As for Flutter, the situation with testing is not that good either. While the unit testing tool that comes with Dart is excellent and smooth, integration tests are more complicated to perform. Yet, there is also a flutter_driver package for performance testing.

Code Structure

This is one more aspect that makes a clear distinction between the two frameworks. Flutter has a completely different approach to structuring the code (in comparison with React Native): it doesn’t distinguish data, style, and template in the file.
On the one hand, this decreases the code readability and makes it messier in general. On the other hand, some developers find this approach to be more convenient and easier. There is no need to use additional visual tools or templating tools if you use Flutter – this allows creating an app only by writing code. Besides, you will save time with Flutter as you don’t need to switch between the design mode to code and the other way around.

IDE & Community Support

Considering that React Native has been out there longer than Flutter, it is definitely the winner in this nomination. React Native is supported by almost every widely used IDE available out there. Flutter, on the other hand, is supported only by a handful of IDEs:
  • VS Code;
  • Android Studio;
  • IntelliJ IDEA.
One advantage that React Native certainly has over Flutter is its community. Let’s compare the GitHub stats:
  • Stars: 68,000+ (React Native) vs 36,000+ (Flutter);
  • Contributors: 1,700+ (React Native) vs 230+ (Flutter);
  • Commits: 14,300+ (React Native) vs 11,700+ (Flutter).
Thanks to those dedicated React Native developers, you can find a third-party API even if there is no official one. As Flutter community is not that vast yet, it may be more difficult for you to find third-party solutions that could make the development easier or just answers to your questions.
However, we need to remember that Flutter has achieved such stats in just a year. If it keeps gaining popularity that fast, perhaps we could even see its community grow bigger than the React Native one.

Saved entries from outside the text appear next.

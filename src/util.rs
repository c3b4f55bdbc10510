/// Arithmetic mean, or `None` for an empty slice.
pub fn mean(data: &[f64]) -> Option<f64> {
    if data.is_empty() {
        return None;
    }
    Some(data.iter().sum::<f64>() / data.len() as f64)
}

Read also: How To Hire The Best React.js DHow To Hire The Best React.js Developer?eveloper?

Flutter vs React Native: The Bottom Line

No framework is without flaws. Even if we compare all the pros and cons of Flutter and React Native, your choice depends on the specific requirements of your projects.
React Native would be your best choice if:
  • you need to build an app that would run on both Android and iOS platforms with per-platform native, intuitive UIs;
  • you need a stable time-tested development tool.
In turn, Flutter can be a good option for you if:
  • you plan on creating a highly customizable UI;
  • you are ready to deal with bugs and explore the uncharted territory.
In our humble opinion, Flutter is too young, and this could be the main reason why well-known brands are not using it yet. It needs to be time-tested and improved. So, if you are not willing to spend time figuring out how to make the best out of the framework, good old React Native is a way better choice.